O governo da Paraíba deve devolver cerca de R$ 35 milhões ao governo federal, referente ao Fundo de Manutenção e Desenvolvimento da Educação Básica e de Valorização dos Profissionais da Educação (Fudeb), após decisão monocrática do ministro Alexandre de Moraes do Supremo Tribunal Federal (STF). A decisão foi tomada no dia 13, publicada no Diário da Justiça Eletrônico da sexta-feira (15) e divulgada pelo próprio STF nesta terça-feira (20).

Conforme processo, os valores a serem devolvidos foram recebidos pelo governo estadual de forma excedente aos cálculos e foi destinado para complementar o Fundeb ainda no ano de 2016. No ação movida pelo governo para não devolver o montante foi defendido que a verba excedente foi utilizada para os fins previstos na legislação que regulamenta o fundo.

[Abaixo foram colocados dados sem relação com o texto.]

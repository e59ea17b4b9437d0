// Hardware-path rendering tests
// Each test skips itself when the host exposes no GPU adapter

use yuv_surface::renderer::HardwareRenderer;
use yuv_surface::{Chroma, FrameDesc, FrameSink, RendererError, RendererOptions, YuvRenderer};

fn headless() -> Option<HardwareRenderer> {
    match pollster::block_on(HardwareRenderer::new(&RendererOptions::default())) {
        Ok(renderer) => Some(renderer),
        Err(RendererError::GpuNotAvailable(reason)) => {
            eprintln!("skipping hardware test: {}", reason);
            None
        }
        Err(err) => panic!("renderer init failed: {}", err),
    }
}

fn yuv420_frame(width: u32, height: u32, y: u8, u: u8, v: u8) -> Vec<u8> {
    let luma = width as usize * height as usize;
    let total = FrameDesc::expected_len(width, height, Chroma::Yuv420);
    let mut data = vec![y; luma];
    data.resize(luma + (total - luma) / 2, u);
    data.resize(total, v);
    data
}

#[test]
fn test_mid_gray_renders_uniform_gray() {
    let Some(mut renderer) = headless() else { return };
    let (width, height) = (64u32, 64u32);
    renderer
        .submit(width, height, &yuv420_frame(width, height, 128, 128, 128))
        .unwrap();
    assert_eq!(renderer.padded_size(), (64, 64));

    let pixels = renderer.read_rgba().unwrap();
    assert_eq!(pixels.len(), 64 * 64 * 4);
    for px in pixels.chunks_exact(4) {
        assert_eq!(px[3], 255);
        assert!(
            px[0].abs_diff(px[1]) <= 3 && px[1].abs_diff(px[2]) <= 3,
            "tinted pixel {:?}",
            px
        );
    }
}

#[test]
fn test_luma_ramp_renders_grayscale_at_padded_resolution() {
    let Some(mut renderer) = headless() else { return };
    let (width, height) = (1024u32, 576u32);

    // Y ramps 0..255 down the rows, chroma pinned at 128
    let mut data = Vec::with_capacity((width * height * 3 / 2) as usize);
    for row in 0..height {
        let y = (row * 255 / (height - 1)) as u8;
        data.extend(std::iter::repeat_n(y, width as usize));
    }
    data.resize(FrameDesc::expected_len(width, height, Chroma::Yuv420), 128);
    assert_eq!(data.len(), 884_736);

    renderer.submit(width, height, &data).unwrap();
    assert_eq!(renderer.padded_size(), (1024, 1024));

    let pixels = renderer.read_rgba().unwrap();
    let stride = 1024usize * 4;
    let mut prev_luma = 0u8;
    for row in (32..544).step_by(64) {
        let px = &pixels[row * stride..row * stride + 4];
        // No color tint anywhere on the ramp
        assert!(
            px[0].abs_diff(px[1]) <= 3 && px[1].abs_diff(px[2]) <= 3,
            "tinted pixel {:?} at row {}",
            px,
            row
        );
        // Brightness grows down the frame
        assert!(px[0] >= prev_luma, "ramp not monotonic at row {}", row);
        prev_luma = px[0];
    }
}

#[test]
fn test_steady_state_keeps_padded_size_and_chroma_switch_survives() {
    let Some(mut renderer) = headless() else { return };
    let (width, height) = (320u32, 240u32);

    renderer
        .submit(width, height, &yuv420_frame(width, height, 64, 128, 128))
        .unwrap();
    let first = renderer.padded_size();
    assert_eq!(first, (512, 256));

    // Same dimensions again: the steady-state path, nothing re-derived
    renderer
        .submit(width, height, &yuv420_frame(width, height, 200, 128, 128))
        .unwrap();
    assert_eq!(renderer.padded_size(), first);

    // Switch to 4:2:2 input at the same logical size
    let len_422 = FrameDesc::expected_len(width, height, Chroma::Yuv422);
    let mut data = vec![128u8; len_422];
    data[..(width * height) as usize].fill(90);
    renderer.submit(width, height, &data).unwrap();
    assert_eq!(renderer.padded_size(), first);
}

#[test]
fn test_one_by_one_frame_does_not_crash() {
    let Some(mut renderer) = headless() else { return };
    renderer.submit(1, 1, &[128u8]).unwrap();
    assert_eq!(renderer.padded_size(), (1, 1));
    let pixels = renderer.read_rgba().unwrap();
    assert_eq!(pixels.len(), 4);
}

#[test]
fn test_facade_ignores_empty_and_rejects_malformed() {
    // Works on both backends: empty is always a no-op, 17 bytes never
    // matches any layout for 64x64
    let Ok(mut renderer) = YuvRenderer::new(RendererOptions::default()) else {
        eprintln!("skipping facade test: renderer init failed");
        return;
    };
    renderer.submit(64, 64, &[]).unwrap();
    let err = renderer.submit(64, 64, &[0u8; 17]).unwrap_err();
    assert!(matches!(err, RendererError::MalformedFrame(_)));
}
// yuv-surface - GPU rendering of planar YUV video frames
// Library entry point

pub mod frame;
pub mod planes;
pub mod pow2;
pub mod renderer;

pub use frame::{Chroma, FrameDesc, FrameError};
pub use renderer::window::{RenderWindow, RenderWindowHandle, WindowEvent};
pub use renderer::{FrameSink, RendererError, RendererOptions, YuvRenderer};
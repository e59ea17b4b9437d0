// Software fallback renderer
// Copies display-ready RGBA pixels straight into a memory surface

use super::{FrameSink, RendererError, RendererOptions};
use crate::frame::FrameError;

/// Plain RGBA pixel surface backing the fallback path.
pub struct PixelSurface {
    pub width: u32,
    pub height: u32,
    pub pixels: Vec<u8>,
}

impl PixelSurface {
    fn new(width: u32, height: u32) -> Self {
        Self {
            width,
            height,
            pixels: vec![0; width as usize * height as usize * 4],
        }
    }
}

/// Degraded-environment path used when no GPU adapter exists.
///
/// Performs no colorspace work: frames submitted here must already be RGBA
/// at the logical dimensions.
pub struct SoftwareRenderer {
    surface: PixelSurface,
}

impl SoftwareRenderer {
    pub fn new(options: &RendererOptions) -> Self {
        Self {
            surface: PixelSurface::new(options.width, options.height),
        }
    }

    pub fn surface(&self) -> &PixelSurface {
        &self.surface
    }
}

impl FrameSink for SoftwareRenderer {
    fn submit(&mut self, width: u32, height: u32, data: &[u8]) -> Result<(), RendererError> {
        if data.is_empty() {
            return Ok(());
        }
        let expected = width as usize * height as usize * 4;
        if data.len() != expected {
            return Err(FrameError::MalformedLength {
                width,
                height,
                len: data.len(),
            }
            .into());
        }
        if self.surface.width != width || self.surface.height != height {
            log::debug!("Fallback surface resized to {}x{}", width, height);
            self.surface = PixelSurface::new(width, height);
        }
        self.surface.pixels.copy_from_slice(data);
        Ok(())
    }
}

#[cfg(test)]
mod tests {
    use super::*;

    fn renderer(width: u32, height: u32) -> SoftwareRenderer {
        SoftwareRenderer::new(&RendererOptions {
            width,
            height,
            ..Default::default()
        })
    }

    #[test]
    fn test_verbatim_copy() {
        let mut r = renderer(2, 2);
        let data: Vec<u8> = (0..16).collect();
        r.submit(2, 2, &data).unwrap();
        assert_eq!(r.surface().pixels, data);
    }

    #[test]
    fn test_empty_buffer_is_noop() {
        let mut r = renderer(2, 2);
        r.submit(2, 2, &vec![7u8; 16]).unwrap();
        r.submit(2, 2, &[]).unwrap();
        assert_eq!(r.surface().pixels, vec![7u8; 16]);
    }

    #[test]
    fn test_resizes_on_dimension_change() {
        let mut r = renderer(2, 2);
        r.submit(4, 2, &vec![1u8; 32]).unwrap();
        assert_eq!(r.surface().width, 4);
        assert_eq!(r.surface().height, 2);
        assert_eq!(r.surface().pixels.len(), 32);
    }

    #[test]
    fn test_rejects_malformed_length() {
        let mut r = renderer(2, 2);
        let err = r.submit(2, 2, &[0u8; 15]).unwrap_err();
        assert!(matches!(err, RendererError::MalformedFrame(_)));
        // Surface untouched
        assert_eq!(r.surface().pixels, vec![0u8; 16]);
    }
}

A devolução dos R$ 35 milhões prejudicaria os investimentos na educação estadual.

Gilberto Carneiro, procurador-geral do estado, afirmou que até quarta-feira (20) o estado não tinha sido notificado da decisão, mas adiantou que ficou surpreso. Segundo Carneiro, o governo da Paraíba vai recorrer.

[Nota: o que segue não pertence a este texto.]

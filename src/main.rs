//! datamatch - Match two CSV files on key columns and export the result to Excel

use std::path::PathBuf;
use std::process::ExitCode;

use anyhow::{Context, Result};
use clap::{Parser, ValueEnum};

use datamatch::config::{Config, SummaryFormat, DEFAULT_OUTPUT};
use datamatch::output::{render_to_stdout, MatchView};
use datamatch::transform::{match_tables, JoinMode};
use datamatch::{export, parser};

#[derive(Debug, Clone, Copy, ValueEnum)]
enum CliJoinMode {
    Inner,
    Left,
    Right,
    Outer,
}

impl From<CliJoinMode> for JoinMode {
    fn from(mode: CliJoinMode) -> Self {
        match mode {
            CliJoinMode::Inner => JoinMode::Inner,
            CliJoinMode::Left => JoinMode::Left,
            CliJoinMode::Right => JoinMode::Right,
            CliJoinMode::Outer => JoinMode::Outer,
        }
    }
}

#[derive(Debug, Clone, Copy, ValueEnum)]
enum CliSummaryFormat {
    Terminal,
    Json,
}

impl From<CliSummaryFormat> for SummaryFormat {
    fn from(format: CliSummaryFormat) -> Self {
        match format {
            CliSummaryFormat::Terminal => SummaryFormat::Terminal,
            CliSummaryFormat::Json => SummaryFormat::Json,
        }
    }
}

/// Match two CSV files on key columns and export the result to Excel
#[derive(Parser, Debug)]
#[command(name = "datamatch")]
#[command(author, version, about, long_about = None)]
struct Cli {
    /// First file to match
    first_file: PathBuf,

    /// Second file to match
    second_file: PathBuf,

    /// Key column for both files (each file's first column when unset)
    #[arg(short, long, conflicts_with_all = ["key1", "key2"])]
    key: Option<String>,

    /// Key column in the first file
    #[arg(long)]
    key1: Option<String>,

    /// Key column in the second file
    #[arg(long)]
    key2: Option<String>,

    /// Join mode
    #[arg(short, long, value_enum, default_value = "inner")]
    join: CliJoinMode,

    /// Keep duplicate rows instead of dropping them before the join
    #[arg(long)]
    keep_duplicates: bool,

    /// Where to write the matched workbook
    #[arg(short, long, default_value = DEFAULT_OUTPUT)]
    output: PathBuf,

    /// Summary format
    #[arg(short, long, value_enum, default_value = "terminal")]
    format: CliSummaryFormat,

    /// Rows shown per preview table
    #[arg(long, default_value_t = 5)]
    preview: usize,

    /// Only show shapes and counts, not preview tables
    #[arg(long)]
    stats_only: bool,
}

fn main() -> ExitCode {
    match run() {
        Ok(has_matches) => {
            if has_matches {
                ExitCode::SUCCESS
            } else {
                ExitCode::from(1) // Nothing matched
            }
        }
        Err(e) => {
            eprintln!("Error: {:#}", e);
            ExitCode::from(2)
        }
    }
}

fn run() -> Result<bool> {
    let cli = Cli::parse();

    let config = Config {
        first_file: cli.first_file,
        second_file: cli.second_file,
        first_key: cli.key.clone().or(cli.key1),
        second_key: cli.key.or(cli.key2),
        join_mode: cli.join.into(),
        remove_duplicates: !cli.keep_duplicates,
        output: cli.output,
        summary_format: cli.format.into(),
        preview_rows: cli.preview,
        stats_only: cli.stats_only,
    };

    let first = parser::load_path(&config.first_file).with_context(|| {
        format!("Failed to parse first file: {}", config.first_file.display())
    })?;
    let second = parser::load_path(&config.second_file).with_context(|| {
        format!(
            "Failed to parse second file: {}",
            config.second_file.display()
        )
    })?;

    let outcome = match_tables(&first, &second, &config).context("Failed to match datasets")?;

    export::write_xlsx(&outcome.matched, &config.output)?;

    let view = MatchView {
        outcome: &outcome,
        first_path: &config.first_file,
        second_path: &config.second_file,
        output_path: &config.output,
    };
    render_to_stdout(&view, &config)?;

    Ok(outcome.report.has_matches())
}
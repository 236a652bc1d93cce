//! Writing matched results out to disk

mod xlsx;

pub use self::xlsx::{to_xlsx_bytes, SHEET_NAME};

use std::fs;
use std::path::Path;

use crate::error::{MatchError, Result};
use crate::model::Table;

/// Write a table to `path` as a single-sheet xlsx workbook.
pub fn write_xlsx(table: &Table, path: &Path) -> Result<()> {
    let bytes = to_xlsx_bytes(table)?;
    fs::write(path, bytes).map_err(|source| MatchError::Write {
        path: path.to_path_buf(),
        source,
    })
}
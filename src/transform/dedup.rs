//! Duplicate-row removal

use rustc_hash::FxHashSet;

use crate::model::{CellValue, Table};

/// Drop duplicate rows, keeping the first occurrence of each.
///
/// Row identity is the full cell sequence, compared type-sensitively, so a
/// row holding `5` and one holding `5.0` never collapse. With `enabled`
/// false the table passes through unchanged.
pub fn drop_duplicates(table: &Table, enabled: bool) -> Table {
    let mut result = Table::new(table.columns.clone());
    if !enabled {
        result.rows = table.rows.clone();
        return result;
    }

    let mut seen: FxHashSet<&[CellValue]> = FxHashSet::default();
    for row in &table.rows {
        if seen.insert(row.cells.as_slice()) {
            result.rows.push(row.clone());
        }
    }
    result
}
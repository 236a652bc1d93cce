//! datamatch - Match two CSV files on key columns and export the result to Excel
//!
//! A library for loading delimiter-separated data with a Latin-1 fallback,
//! removing duplicate rows, joining two tables on one key column per side,
//! and writing the matched result as a single-sheet xlsx workbook.

pub mod config;
pub mod error;
pub mod export;
pub mod model;
pub mod output;
pub mod parser;
pub mod transform;

pub use config::Config;
pub use error::{MatchError, Result};
pub use model::Table;
pub use transform::{match_tables, JoinMode, MatchOutcome, MatchReport};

“O que sabíamos é que seria por conta de falhas na prestação de contas que conforme recebemos informações da educação foram totalmente sanadas”, explica.

A ação cível originária era para impedir que a União bloqueasse esses valores, considerando que “a questão foi meramente de falhas formais na prestação de contas de 2016, que já foram corrigidas”. Gilberto Carneiro também explicou que o ministro Alexandre de Morais concedeu a decisão a liminar ao Estado em 2017 e que na decisão deste ano, no julgamento do mérito da ação, julgou a ação improcedente, mudando o entendimento.

STF seguiu PGR

O texto do ministro Alexandre de Moraes seguiu parecer encaminhado pela Procuradoria-Geral da República (PGR). Na avaliação da procuradora-geral, Raquel Dodge, o estado teve tempo suficiente para se programar em relação à necessidade de restituição dos valores excedentes recebidos. Segundo ela, “não se pode onerar os demais entes em razão de sua falta de diligência”.

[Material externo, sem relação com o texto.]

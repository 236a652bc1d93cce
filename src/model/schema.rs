//! Column metadata and the inferred-type lattice

use serde::Serialize;

/// Type of a column, decided by the loader's typing pass.
///
/// A column holding only missing markers stays `Null`.
#[derive(Debug, Clone, Copy, Default, PartialEq, Eq, Hash, Serialize)]
#[serde(rename_all = "lowercase")]
pub enum CellType {
    #[default]
    Null,
    Int,
    Float,
    Bool,
    Text,
}

impl std::fmt::Display for CellType {
    fn fmt(&self, f: &mut std::fmt::Formatter<'_>) -> std::fmt::Result {
        let name = match self {
            CellType::Null => "null",
            CellType::Int => "int",
            CellType::Float => "float",
            CellType::Bool => "bool",
            CellType::Text => "text",
        };
        f.write_str(name)
    }
}

/// One column of a table: header name, position, and inferred type.
#[derive(Debug, Clone, PartialEq, Eq, Serialize)]
pub struct Column {
    /// Header name, unique within its table
    pub name: String,
    /// Zero-based position
    pub index: usize,
    /// What the typing pass decided for this column
    pub inferred_type: CellType,
}

impl Column {
    /// A column whose type is not yet known
    pub fn new(name: impl Into<String>, index: usize) -> Self {
        Self {
            name: name.into(),
            index,
            inferred_type: CellType::Null,
        }
    }

    pub fn with_type(name: impl Into<String>, index: usize, cell_type: CellType) -> Self {
        Self {
            name: name.into(),
            index,
            inferred_type: cell_type,
        }
    }
}
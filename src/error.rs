//! Error taxonomy for the match pipeline

use std::path::PathBuf;

use thiserror::Error;

/// Errors surfaced by loading, joining, or exporting tables.
#[derive(Error, Debug)]
pub enum MatchError {
    #[error("failed to read {}: {source}", path.display())]
    Read {
        path: PathBuf,
        #[source]
        source: std::io::Error,
    },

    #[error("input has no header row")]
    MissingHeader,

    #[error("malformed row at line {line}: expected {expected} fields, found {found}")]
    RowTooWide {
        line: u64,
        expected: usize,
        found: usize,
    },

    #[error("CSV parse error: {0}")]
    Csv(#[from] csv::Error),

    #[error("{side} table has no columns")]
    EmptyTable { side: &'static str },

    #[error("key column '{column}' not found in {side} table")]
    KeyColumnNotFound { column: String, side: &'static str },

    #[error("joined column name '{name}' is ambiguous after suffixing")]
    AmbiguousColumn { name: String },

    #[error("result exceeds worksheet limits: {rows} rows x {columns} columns")]
    SheetLimit { rows: usize, columns: usize },

    #[error("failed to build workbook: {0}")]
    Workbook(#[from] rust_xlsxwriter::XlsxError),

    #[error("failed to write {}: {source}", path.display())]
    Write {
        path: PathBuf,
        #[source]
        source: std::io::Error,
    },
}

pub type Result<T> = std::result::Result<T, MatchError>;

“Não há como se sustentar qualquer ofensa ao devido processo legal ou ampla defesa, porquanto é de conhecimento de todos os entes federados a sistemática do Fundeb”, sustentou Raquel Dodge em parecer encaminhado ao STF.

Na decisão, o ministro Alexandre de Moraes pontuou que “quando um ente recebe valores a mais, o ajuste deve ser feito a crédito de outros entes que tenham percebido repasses a menor”. De acordo com ele, os valores devem ser devolvidos à União para que outras instituições ou entidades públicas não sejam prejudicadas pelo repasse com valores excedentes à Paraíba.